A queda do ministro Cavallo é sem dúvida uma grande oportunidade para se refletir um pouco mais sobre os limites do "xiitismo" na política econômica. Um exemplo é Robert Barro, que na semana passada mostrou-se um exemplo notável recomendando que o desempregado Cavallo ocupasse o posto do ministro Malan.
Felizmente o ceticismo diante de posições xiitas não é exclusividade da OCDE, nem se aplica apenas à forma de encarar o ajuste fiscal. Há exatamente um ano dois economistas de prestígio, inclusive em temas internacionais, Maurice Obstfeld, de Berkeley, e Kenneth Rogoff, de Princeton, publicaram um pequeno texto na série do "National Bureau of Economic Resarch" (Working Paper nº 5191), nos Estados Unidos. Título do trabalho: "A Miragem das Taxas de Câmbio Fixas".
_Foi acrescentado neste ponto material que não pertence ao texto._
//! In-process index store.
//!
//! Same add/delete/commit semantics as the Tantivy store; search is a plain
//! case-insensitive term match and exists for tests and dry runs.

use crate::models::{IndexRecord, SearchField, SearchHit, StoredRecord};
use crate::{IndexStore, StoreError, WriteTransaction};
use std::cell::RefCell;
use std::collections::BTreeMap;
use std::path::PathBuf;

#[derive(Debug, Default)]
pub struct MemoryStore {
    // `None` until `create` is called.
    records: RefCell<Option<BTreeMap<String, IndexRecord>>>,
}

impl MemoryStore {
    pub fn new() -> Self {
        Self::default()
    }

    pub fn get(&self, path: &str) -> Option<IndexRecord> {
        self.records
            .borrow()
            .as_ref()
            .and_then(|records| records.get(path).cloned())
    }

    pub fn len(&self) -> usize {
        self.records.borrow().as_ref().map_or(0, BTreeMap::len)
    }

    pub fn is_empty(&self) -> bool {
        self.len() == 0
    }

    fn not_found() -> StoreError {
        StoreError::NotFound(PathBuf::from(":memory:"))
    }
}

impl IndexStore for MemoryStore {
    fn exists(&self) -> bool {
        self.records.borrow().is_some()
    }

    fn create(&self) -> Result<(), StoreError> {
        *self.records.borrow_mut() = Some(BTreeMap::new());
        Ok(())
    }

    fn records(&self) -> Result<Vec<StoredRecord>, StoreError> {
        let records = self.records.borrow();
        let records = records.as_ref().ok_or_else(Self::not_found)?;
        Ok(records
            .values()
            .map(|r| StoredRecord {
                path: r.path.clone(),
                modification_time: r.modification_time,
            })
            .collect())
    }

    fn begin(&self) -> Result<Box<dyn WriteTransaction + '_>, StoreError> {
        if !self.exists() {
            return Err(Self::not_found());
        }
        Ok(Box::new(MemoryTransaction {
            store: self,
            ops: Vec::new(),
        }))
    }

    fn search(
        &self,
        field: SearchField,
        query: &str,
        limit: usize,
    ) -> Result<Vec<SearchHit>, StoreError> {
        let records = self.records.borrow();
        let records = records.as_ref().ok_or_else(Self::not_found)?;
        let needle = query.trim().trim_matches('"').to_lowercase();
        let terms = words(&needle);
        let mut hits: Vec<SearchHit> = records
            .values()
            .filter_map(|r| {
                let score = match field {
                    SearchField::Keywords => r
                        .keywords
                        .split(',')
                        .filter(|k| k.trim().to_lowercase() == needle)
                        .count(),
                    SearchField::Summary => term_hits(&r.summary, &terms),
                    SearchField::Content => term_hits(&r.content, &terms),
                };
                (score > 0).then(|| SearchHit {
                    path: r.path.clone(),
                    score: score as f32,
                    modification_time: r.modification_time,
                    keywords: r.keywords.clone(),
                    summary: r.summary.clone(),
                })
            })
            .collect();
        hits.sort_by(|a, b| b.score.total_cmp(&a.score));
        hits.truncate(limit);
        Ok(hits)
    }
}

fn words(text: &str) -> Vec<String> {
    text.split(|c: char| !c.is_alphanumeric())
        .filter(|w| !w.is_empty())
        .map(str::to_lowercase)
        .collect()
}

// Occurrences of the query terms, or 0 unless every term appears.
fn term_hits(text: &str, terms: &[String]) -> usize {
    if terms.is_empty() {
        return 0;
    }
    let haystack = words(text);
    let mut total = 0;
    for term in terms {
        let n = haystack.iter().filter(|w| *w == term).count();
        if n == 0 {
            return 0;
        }
        total += n;
    }
    total
}

enum Op {
    Add(IndexRecord),
    Delete(String),
}

struct MemoryTransaction<'a> {
    store: &'a MemoryStore,
    ops: Vec<Op>,
}

impl WriteTransaction for MemoryTransaction<'_> {
    fn add_document(&mut self, record: IndexRecord) -> Result<(), StoreError> {
        self.ops.push(Op::Add(record));
        Ok(())
    }

    fn delete_by_key(&mut self, path: &str) -> Result<(), StoreError> {
        self.ops.push(Op::Delete(path.to_string()));
        Ok(())
    }

    fn commit(self: Box<Self>) -> Result<(), StoreError> {
        let MemoryTransaction { store, ops } = *self;
        let mut guard = store.records.borrow_mut();
        let records = guard.as_mut().ok_or_else(MemoryStore::not_found)?;
        for op in ops {
            match op {
                Op::Add(record) => {
                    records.insert(record.path.clone(), record);
                }
                Op::Delete(path) => {
                    records.remove(&path);
                }
            }
        }
        Ok(())
    }
}
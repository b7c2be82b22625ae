//! Library side of the `textsift` binary.
pub mod commands;
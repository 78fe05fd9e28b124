use crate::game::{Board, Chip, Position};
use ratatui::{
    style::{Color, Modifier, Style},
    text::{Line, Span},
};

const SELECTED: Color = Color::Cyan;

/// Terminal color of a chip.
pub fn chip_style(chip: Chip) -> Style {
    if chip.is_empty() {
        return Style::default().fg(Color::DarkGray);
    }
    let color = chip.color();
    Style::default().fg(Color::Rgb(color.r, color.g, color.b))
}

/// Lines drawing `board` top row first, framed, with column numbers above
/// and a marker under `selected_column`. Chips of the last move are bold.
pub fn board_lines(board: &Board, selected_column: usize, last_move: Option<Position>) -> Vec<Line<'static>> {
    let columns = board.columns();
    let mut lines = Vec::with_capacity(board.rows() + 4);

    // Column numbers with selection indicator
    let mut col_line = vec![Span::raw("   ")];
    for column in 0..columns {
        let label = format!("{:^3}", column + 1);
        if column == selected_column {
            col_line.push(Span::styled(
                label,
                Style::default()
                    .fg(SELECTED)
                    .add_modifier(Modifier::BOLD | Modifier::UNDERLINED),
            ));
        } else {
            col_line.push(Span::raw(label));
        }
    }
    col_line.push(Span::raw("  "));
    lines.push(Line::from(col_line));

    let rule = "═".repeat(3 * columns + 1);
    lines.push(Line::from(format!("  ╔{rule}╗")));

    for row in (0..board.rows()).rev() {
        let mut row_spans = vec![Span::raw("  ║")];
        for column in 0..columns {
            let position = Position::new(row, column);
            let chip = board.chip_at(position);
            let symbol = if chip.is_empty() { " . " } else { " ● " };
            let mut style = chip_style(chip);
            if last_move == Some(position) {
                style = style.add_modifier(Modifier::BOLD | Modifier::REVERSED);
            }
            row_spans.push(Span::styled(symbol, style));
        }
        row_spans.push(Span::raw(" ║"));
        lines.push(Line::from(row_spans));
    }

    lines.push(Line::from(format!("  ╚{rule}╝")));

    let mut indicator_line = vec![Span::raw("   ")];
    for column in 0..columns {
        if column == selected_column {
            indicator_line.push(Span::styled(" ▲ ", Style::default().fg(SELECTED)));
        } else {
            indicator_line.push(Span::raw("   "));
        }
    }
    indicator_line.push(Span::raw("  "));
    lines.push(Line::from(indicator_line));

    lines
}
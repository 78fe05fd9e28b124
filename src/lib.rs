//! # Connect X
//!
//! Connect Four generalized to any board size, any line length K and any
//! number of players, with win and tie resolution after every move and a
//! terminal UI built with Ratatui.
//!
//! ## Modules
//!
//! - [`game`]: Board, chips, players, line geometry, resolution strategies, game session
//! - [`record`]: ASCII game records and move-by-move replay
//! - [`ui`]: Terminal UI: game view
//! - [`config`]: TOML configuration loading and validation
//! - [`error`]: Structured error types
//! - [`logging`]: Tracing subscriber setup

pub mod config;
pub mod error;
pub mod game;
pub mod logging;
pub mod record;
pub mod ui;
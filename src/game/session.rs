use tracing::{debug, info};

use super::resolution::{GameResolutionStrategy, ResolutionKind, ResolutionStrategyFactory};
use super::{Board, BoardLimits, Player, Position};
use crate::config::AppConfig;
use crate::error::ConfigError;

#[derive(Debug, Clone, PartialEq, Eq)]
pub enum GameOutcome {
    Winner(Player),
    Tie,
}

#[derive(Debug, Clone, Copy, PartialEq, Eq, thiserror::Error)]
pub enum MoveError {
    #[error("column does not exist")]
    InvalidColumn,
    #[error("column is full")]
    ColumnFull,
    #[error("game is over")]
    GameOver,
    #[error("no move to undo")]
    NothingToUndo,
    #[error("no move to redo")]
    NothingToRedo,
}

/// A game in progress: the board, who plays, and every move so far.
///
/// Win and tie are resolved after each drop; once either is reached, further
/// drops are refused until a move is undone or the game is reinitialized.
#[derive(Debug, Clone)]
pub struct GameSession {
    board: Board,
    players: Vec<Player>,
    in_a_row: usize,
    taken_positions: Vec<Position>,
    /// Columns of undone moves, most recent last.
    undone: Vec<usize>,
    outcome: Option<GameOutcome>,
}

impl GameSession {
    /// # Panics
    ///
    /// If the board falls outside `limits`, if `in_a_row` is not greater
    /// than 2, or with fewer than two players.
    pub fn new(
        rows: usize,
        columns: usize,
        in_a_row: usize,
        players: Vec<Player>,
        limits: &BoardLimits,
    ) -> Self {
        assert!(in_a_row > 2, "in-a-row value must be greater than 2, got {in_a_row}");
        assert!(players.len() >= 2, "at least two players are required");

        GameSession {
            board: Board::new(rows, columns, limits),
            players,
            in_a_row,
            taken_positions: Vec::new(),
            undone: Vec::new(),
            outcome: None,
        }
    }

    /// Start the game described by a configuration.
    pub fn from_config(config: &AppConfig) -> Result<Self, ConfigError> {
        config.validate()?;
        let game = &config.game;
        Ok(GameSession::new(
            game.rows,
            game.columns,
            game.in_a_row,
            game.players(),
            &config.limits.board(),
        ))
    }

    pub fn board(&self) -> &Board {
        &self.board
    }

    pub fn players(&self) -> &[Player] {
        &self.players
    }

    pub fn in_a_row(&self) -> usize {
        self.in_a_row
    }

    /// Positions filled so far, in play order.
    pub fn taken_positions(&self) -> &[Position] {
        &self.taken_positions
    }

    /// Player whose turn it is
    pub fn active_player(&self) -> &Player {
        &self.players[self.active_index()]
    }

    /// Player who plays after the active one
    pub fn next_player(&self) -> &Player {
        let next = (self.active_index() + 1) % self.players.len();
        debug_assert_ne!(next, self.active_index());
        &self.players[next]
    }

    fn active_index(&self) -> usize {
        self.taken_positions.len() % self.players.len()
    }

    pub fn outcome(&self) -> Option<&GameOutcome> {
        self.outcome.as_ref()
    }

    pub fn is_terminal(&self) -> bool {
        self.outcome.is_some()
    }

    /// Columns that still accept a chip; none once the game is over.
    pub fn legal_columns(&self) -> Vec<usize> {
        if self.is_terminal() {
            return Vec::new();
        }

        (0..self.board.columns())
            .filter(|&column| !self.board.is_column_full(column))
            .collect()
    }

    /// Drop the active player's chip into `column`.
    pub fn drop_chip(&mut self, column: usize) -> Result<Position, MoveError> {
        let position = self.play(column)?;
        self.undone.clear();
        Ok(position)
    }

    /// Take back the last move.
    pub fn undo(&mut self) -> Result<Position, MoveError> {
        let position = self.taken_positions.pop().ok_or(MoveError::NothingToUndo)?;
        self.board.reset_chip(position);
        self.undone.push(position.column);
        self.outcome = None;

        debug!(%position, "move undone");
        Ok(position)
    }

    /// Play again the last undone move.
    pub fn redo(&mut self) -> Result<Position, MoveError> {
        let column = *self.undone.last().ok_or(MoveError::NothingToRedo)?;
        let position = self.play(column)?;
        self.undone.pop();
        Ok(position)
    }

    /// Clear the board and the history; the first player starts again.
    pub fn reinitialize(&mut self) {
        self.board.reset();
        self.taken_positions.clear();
        self.undone.clear();
        self.outcome = None;
        debug!("game reinitialized");
    }

    fn play(&mut self, column: usize) -> Result<Position, MoveError> {
        if self.is_terminal() {
            return Err(MoveError::GameOver);
        }
        if column >= self.board.columns() {
            return Err(MoveError::InvalidColumn);
        }

        let mover = self.active_index();
        let (dropped, position) = self.board.drop_chip(column, self.players[mover].chip());
        if !dropped {
            return Err(MoveError::ColumnFull);
        }
        self.taken_positions.push(position);
        debug!(player = self.players[mover].name(), %position, "chip dropped");

        self.outcome = self.resolve(mover);
        match &self.outcome {
            Some(GameOutcome::Winner(player)) => {
                info!(winner = player.name(), moves = self.taken_positions.len(), "game won")
            }
            Some(GameOutcome::Tie) => info!(moves = self.taken_positions.len(), "game tied"),
            None => {}
        }

        Ok(position)
    }

    fn resolve(&self, mover: usize) -> Option<GameOutcome> {
        let player_after_move = self.active_player();
        let strategy = |kind| {
            ResolutionStrategyFactory::make(
                &self.board,
                self.in_a_row,
                &self.players,
                &self.taken_positions,
                kind,
            )
        };

        if strategy(ResolutionKind::Win).handle(player_after_move) {
            Some(GameOutcome::Winner(self.players[mover].clone()))
        } else if strategy(ResolutionKind::Tie).handle(player_after_move) {
            Some(GameOutcome::Tie)
        } else {
            None
        }
    }
}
Os autores comentam as "profundas dificuldades" de se manterem regimes de câmbio fixo num mundo em que os mercados de capitais se expandem continuamente. E no texto há também um detalhe técnico, que parece menor, mas é tão relevante quanto o matiz da OCDE. Eles afirmam que, contrariamente à crença generalizada (a "popular wisdom", saber popular), os governos dos países industrializados têm recursos para defenderem suas taxas de câmbio.
O problema é o custo decorrente de um tal compromisso quando há abalos na credibilidade do regime cambial. Num mundo onde expectativas e confiança definem as regras do jogo, não há profissão de fé que sirva de âncora absoluta. Como dizia o velho marinheiro do velho samba, quando é grande o nevoeiro, leve o barco devagar.